To test the discriminating power of the combined model, we randomly chose 20% of the proteins in the enzyme active site set for training the model parameters and use the remaining 80% of the proteins as the test set for functional site prediction. The results are summarized in the ROC plot in Figure 4. It is evident that the combination of the energy gap information with the sequence conservation information improves the discrimination of functional and non-functional sites. The further improvement upon addition of the profile difference measure is relatively small. In the tests below and on the web server which implements the method, the linear combination of the three measures is used.

Figure 4.

Figure 4

ROC plots comparing functional site prediction using the sequence and energy based methods alone and in combination. The horizontal axis is the frequency of false positives (non-functional residues predicted to be functional) and the vertical axis the frequency of true positives (functional residues predicted to be functional). For the same false positive level, adding in either the natural/designed PSSM difference or the natural/optimal energy gap to the SCORECONS method increases the frequency for true positives. The combination of the three measures has the best performance.
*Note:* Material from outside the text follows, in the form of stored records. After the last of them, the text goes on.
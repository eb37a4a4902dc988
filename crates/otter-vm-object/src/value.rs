//! JavaScript values
//!
//! `Value` is a tagged union over every primitive plus an object reference.
//! Numbers are stored as `f64` with a single canonical NaN; `Value::number`
//! is the only constructor that should be used to build number values.

use crate::object::ObjectRef;
use crate::string::JsString;
use crate::symbol::Symbol;
use num_bigint::BigInt;
use num_traits::Zero;
use parking_lot::Mutex;
use std::sync::Arc;

/// The one NaN bit pattern values ever carry.
pub const CANONICAL_NAN_BITS: u64 = 0x7FF8_0000_0000_0000;

/// A JavaScript value
#[derive(Clone, Default)]
pub enum Value {
    /// `undefined`
    #[default]
    Undefined,
    /// `null`
    Null,
    /// `true` / `false`
    Boolean(bool),
    /// IEEE-754 double
    Number(f64),
    /// Immutable UTF-16 string
    String(JsString),
    /// Unique symbol
    Symbol(Symbol),
    /// Arbitrary precision integer
    BigInt(Arc<BigInt>),
    /// Object reference
    Object(ObjectRef),
}

/// Shared mutable binding.
///
/// Mapped arguments objects alias their indices to the function's
/// parameter bindings through these cells; the host environment holds the
/// other end.
#[derive(Clone)]
pub struct BindingCell(Arc<Mutex<Value>>);

impl BindingCell {
    /// Create a new binding cell with the given value
    pub fn new(value: Value) -> Self {
        Self(Arc::new(Mutex::new(value)))
    }

    /// Get the current value from the cell
    pub fn get(&self) -> Value {
        self.0.lock().clone()
    }

    /// Set a new value in the cell
    pub fn set(&self, value: Value) {
        *self.0.lock() = value;
    }

    /// Whether two handles refer to one binding
    pub fn ptr_eq(&self, other: &BindingCell) -> bool {
        Arc::ptr_eq(&self.0, &other.0)
    }
}

impl std::fmt::Debug for BindingCell {
    fn fmt(&self, f: &mut std::fmt::Formatter<'_>) -> std::fmt::Result {
        write!(f, "BindingCell({:?})", *self.0.lock())
    }
}

impl Value {
    // ===== Constructors =====

    /// Create undefined value
    #[inline]
    pub const fn undefined() -> Self {
        Self::Undefined
    }

    /// Create null value
    #[inline]
    pub const fn null() -> Self {
        Self::Null
    }

    /// Create boolean value
    #[inline]
    pub const fn boolean(b: bool) -> Self {
        Self::Boolean(b)
    }

    /// Create number value, canonicalizing NaN
    #[inline]
    pub fn number(n: f64) -> Self {
        if n.is_nan() {
            Self::Number(f64::from_bits(CANONICAL_NAN_BITS))
        } else {
            Self::Number(n)
        }
    }

    /// Create number value from an int32
    #[inline]
    pub fn int32(n: i32) -> Self {
        Self::Number(n as f64)
    }

    /// Canonical NaN
    #[inline]
    pub fn nan() -> Self {
        Self::Number(f64::from_bits(CANONICAL_NAN_BITS))
    }

    /// Create string value
    pub fn string(s: impl Into<JsString>) -> Self {
        Self::String(s.into())
    }

    /// Create symbol value
    pub fn symbol(s: Symbol) -> Self {
        Self::Symbol(s)
    }

    /// Create bigint value
    pub fn bigint(b: BigInt) -> Self {
        Self::BigInt(Arc::new(b))
    }

    /// Create object value
    pub fn object(o: ObjectRef) -> Self {
        Self::Object(o)
    }

    // ===== Type checks =====

    /// Check if undefined
    #[inline]
    pub fn is_undefined(&self) -> bool {
        matches!(self, Self::Undefined)
    }

    /// Check if null
    #[inline]
    pub fn is_null(&self) -> bool {
        matches!(self, Self::Null)
    }

    /// Check if undefined or null
    #[inline]
    pub fn is_nullish(&self) -> bool {
        matches!(self, Self::Undefined | Self::Null)
    }

    /// Check if number
    #[inline]
    pub fn is_number(&self) -> bool {
        matches!(self, Self::Number(_))
    }

    /// Check if string
    #[inline]
    pub fn is_string(&self) -> bool {
        matches!(self, Self::String(_))
    }

    /// Check if symbol
    #[inline]
    pub fn is_symbol(&self) -> bool {
        matches!(self, Self::Symbol(_))
    }

    /// Check if bigint
    #[inline]
    pub fn is_bigint(&self) -> bool {
        matches!(self, Self::BigInt(_))
    }

    /// Check if object
    #[inline]
    pub fn is_object(&self) -> bool {
        matches!(self, Self::Object(_))
    }

    /// Check if callable (has `[[Call]]`)
    pub fn is_callable(&self) -> bool {
        self.as_object().is_some_and(|o| o.is_callable())
    }

    /// Check if constructor (has `[[Construct]]`)
    pub fn is_constructor(&self) -> bool {
        self.as_object().is_some_and(|o| o.is_constructor())
    }

    // ===== Getters =====

    /// Get as boolean
    pub fn as_boolean(&self) -> Option<bool> {
        match self {
            Self::Boolean(b) => Some(*b),
            _ => None,
        }
    }

    /// Get as number
    pub fn as_number(&self) -> Option<f64> {
        match self {
            Self::Number(n) => Some(*n),
            _ => None,
        }
    }

    /// Get as string
    pub fn as_string(&self) -> Option<&JsString> {
        match self {
            Self::String(s) => Some(s),
            _ => None,
        }
    }

    /// Get as symbol
    pub fn as_symbol(&self) -> Option<&Symbol> {
        match self {
            Self::Symbol(s) => Some(s),
            _ => None,
        }
    }

    /// Get as bigint
    pub fn as_bigint(&self) -> Option<&BigInt> {
        match self {
            Self::BigInt(b) => Some(b),
            _ => None,
        }
    }

    /// Get as object
    pub fn as_object(&self) -> Option<&ObjectRef> {
        match self {
            Self::Object(o) => Some(o),
            _ => None,
        }
    }

    // ===== Semantics =====

    /// `ToBoolean`
    pub fn to_boolean(&self) -> bool {
        match self {
            Self::Undefined | Self::Null => false,
            Self::Boolean(b) => *b,
            Self::Number(n) => !n.is_nan() && *n != 0.0,
            Self::String(s) => !s.is_empty(),
            Self::Symbol(_) | Self::Object(_) => true,
            Self::BigInt(b) => !b.is_zero(),
        }
    }

    /// Get the type name (for typeof)
    pub fn type_of(&self) -> &'static str {
        match self {
            Self::Undefined => "undefined",
            Self::Null => "object",
            Self::Boolean(_) => "boolean",
            Self::Number(_) => "number",
            Self::String(_) => "string",
            Self::Symbol(_) => "symbol",
            Self::BigInt(_) => "bigint",
            Self::Object(o) if o.is_callable() => "function",
            Self::Object(_) => "object",
        }
    }
}

impl std::fmt::Debug for Value {
    fn fmt(&self, f: &mut std::fmt::Formatter<'_>) -> std::fmt::Result {
        match self {
            Self::Undefined => write!(f, "undefined"),
            Self::Null => write!(f, "null"),
            Self::Boolean(b) => write!(f, "{}", b),
            Self::Number(n) => write!(f, "{}", n),
            Self::String(s) => write!(f, "{:?}", s),
            Self::Symbol(s) => write!(f, "{:?}", s),
            Self::BigInt(b) => write!(f, "{}n", b),
            Self::Object(o) => write!(f, "{:?}", o),
        }
    }
}

/// Strict equality (`===`): NaN is unequal to itself, `-0 === +0`.
impl PartialEq for Value {
    fn eq(&self, other: &Self) -> bool {
        strict_equals(self, other)
    }
}

impl From<bool> for Value {
    fn from(b: bool) -> Self {
        Self::boolean(b)
    }
}

impl From<f64> for Value {
    fn from(n: f64) -> Self {
        Self::number(n)
    }
}

impl From<i32> for Value {
    fn from(n: i32) -> Self {
        Self::int32(n)
    }
}

impl From<&str> for Value {
    fn from(s: &str) -> Self {
        Self::string(s)
    }
}

impl From<JsString> for Value {
    fn from(s: JsString) -> Self {
        Self::String(s)
    }
}

impl From<ObjectRef> for Value {
    fn from(o: ObjectRef) -> Self {
        Self::Object(o)
    }
}

impl From<Symbol> for Value {
    fn from(s: Symbol) -> Self {
        Self::Symbol(s)
    }
}

fn same_non_number(a: &Value, b: &Value) -> bool {
    match (a, b) {
        (Value::Undefined, Value::Undefined) | (Value::Null, Value::Null) => true,
        (Value::Boolean(x), Value::Boolean(y)) => x == y,
        (Value::String(x), Value::String(y)) => x == y,
        (Value::Symbol(x), Value::Symbol(y)) => x == y,
        (Value::BigInt(x), Value::BigInt(y)) => x == y,
        (Value::Object(x), Value::Object(y)) => x == y,
        _ => false,
    }
}

/// `IsStrictlyEqual`
pub fn strict_equals(a: &Value, b: &Value) -> bool {
    match (a, b) {
        (Value::Number(x), Value::Number(y)) => x == y,
        _ => same_non_number(a, b),
    }
}

/// `SameValue` (`Object.is`): NaN equals NaN, `-0` differs from `+0`.
pub fn same_value(a: &Value, b: &Value) -> bool {
    match (a, b) {
        (Value::Number(x), Value::Number(y)) => {
            (x.is_nan() && y.is_nan()) || (x == y && x.is_sign_negative() == y.is_sign_negative())
        }
        _ => same_non_number(a, b),
    }
}

/// `SameValueZero`: NaN equals NaN, `-0` equals `+0`.
pub fn same_value_zero(a: &Value, b: &Value) -> bool {
    match (a, b) {
        (Value::Number(x), Value::Number(y)) => (x.is_nan() && y.is_nan()) || x == y,
        _ => same_non_number(a, b),
    }
}
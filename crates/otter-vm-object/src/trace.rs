//! Outgoing-reference enumeration for a tracing collector
//!
//! The object graph is reference counted, so nothing here frees memory.
//! A collector built on top (cycle detection, heap snapshots) asks each
//! object for the objects it points at through [`Trace`]. Every edge that
//! keeps an object alive must be reported: the prototype, property values
//! and accessors, internal slots, and whatever the object's kind holds.

use crate::descriptor::Property;
use crate::object::{ObjectKind, ObjectRef};
use crate::property_table::PropertyTable;
use crate::value::Value;
use rustc_hash::FxHashSet;

/// Something that can hold object references
pub trait Trace {
    /// Whether values of this type can hold references at all
    const NEEDS_TRACE: bool = true;

    /// Report every directly held object to `tracer`
    fn trace(&self, tracer: &mut dyn FnMut(&ObjectRef));
}

impl Trace for Value {
    fn trace(&self, tracer: &mut dyn FnMut(&ObjectRef)) {
        // strings, symbols and bigints own no objects
        if let Value::Object(obj) = self {
            tracer(obj);
        }
    }
}

impl Trace for Property {
    fn trace(&self, tracer: &mut dyn FnMut(&ObjectRef)) {
        match self {
            Property::Data { value, .. } => value.trace(tracer),
            Property::Accessor { get, set, .. } => {
                get.iter().chain(set.iter()).for_each(|f| tracer(f));
            }
        }
    }
}

impl Trace for PropertyTable {
    fn trace(&self, tracer: &mut dyn FnMut(&ObjectRef)) {
        for property in self.values() {
            property.trace(tracer);
        }
    }
}

impl Trace for ObjectRef {
    fn trace(&self, tracer: &mut dyn FnMut(&ObjectRef)) {
        // the ordinary-state lock is released before the kind data takes its own
        {
            let data = self.data();
            if let Some(proto) = &data.prototype {
                tracer(proto);
            }
            data.properties.trace(tracer);
            for value in data.slots.values() {
                value.trace(tracer);
            }
        }

        match self.kind() {
            ObjectKind::Ordinary | ObjectKind::Array | ObjectKind::String(_) | ObjectKind::ArrayBuffer(_) => {}
            ObjectKind::Function(f) => f.captures().iter().for_each(|o| tracer(o)),
            ObjectKind::Proxy(p) => {
                // a revoked proxy holds nothing
                if let Some(target) = p.target() {
                    tracer(&target);
                }
                if let Some(handler) = p.handler() {
                    tracer(&handler);
                }
            }
            ObjectKind::Arguments(a) => a.binding_values().iter().for_each(|v| v.trace(tracer)),
            ObjectKind::TypedArray(ta) => tracer(ta.buffer()),
            ObjectKind::DataView(dv) => tracer(dv.buffer()),
            ObjectKind::Map(m) => {
                for (k, v) in m.entries() {
                    k.trace(tracer);
                    v.trace(tracer);
                }
            }
            ObjectKind::Set(s) => s.values().iter().for_each(|v| v.trace(tracer)),
        }
    }
}

impl ObjectRef {
    /// Objects this object directly keeps alive, in discovery order, each
    /// reported once
    pub fn outgoing_references(&self) -> Vec<ObjectRef> {
        let mut seen = FxHashSet::default();
        let mut out = Vec::new();
        self.trace(&mut |obj| {
            if seen.insert(obj.addr()) {
                out.push(obj.clone());
            }
        });
        out
    }
}

/// Every object reachable from `roots`, roots included
pub fn reachable_from(roots: &[ObjectRef]) -> Vec<ObjectRef> {
    let mut seen: FxHashSet<usize> = roots.iter().map(ObjectRef::addr).collect();
    let mut order: Vec<ObjectRef> = roots.to_vec();
    let mut next = 0;
    while next < order.len() {
        let current = order[next].clone();
        next += 1;
        current.trace(&mut |obj| {
            if seen.insert(obj.addr()) {
                order.push(obj.clone());
            }
        });
    }
    tracing::trace!(roots = roots.len(), reachable = order.len(), "reachability walk");
    order
}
Illustrations of improved predictions

Figures 5 and 6 show structures of Arginine kinase and chymosin B colored according to sequence conservation scores (Figures 5A and 6A) and our combined measures (Figures 5B and 6B). In Figure 6A, the catalytic residues (plotted in space-fill view) are not among the most conserved residues. In Figure 5A, the functional residues are among the most conserved residues, but there are several residues in the hydrophobic core of the beta barrel with similar conservation scores, preventing the confident prediction of functional sites. As shown in Figures 5B and 6B, our combined measure increases prediction accuracy by reducing the number of false positives. In Figure 6B, the largest high scoring cluster correctly overlaps with the functional residues. Similarly, the conserved hydrophobic core residues in Figure 5B have lower scores than in Figure 5A, reducing the number of false positives.

Figure 5.

Figure 5

Structure of chymosin B (pdb id 1 cms) colored according to sequence conservation scores (A) and combined sequence and energy based scores (B) from red (most conserved or predicted to be most functionally important) to blue (least conserved, or predicted to be least functionally important). The experimentally determined enzyme active sites are plotted in space-fill view.

Figure 6.

Figure 6

Structure of Arginine kinase (pdb id 1bg0) colored according to sequence conservation scores (A) and combined energy and sequence based scores (B) from red (most conserved or predicted to be most functionally important) to blue (least conserved, or predicted to be least functionally important). The experimentally determined enzyme active sites are plotted in space-fill view.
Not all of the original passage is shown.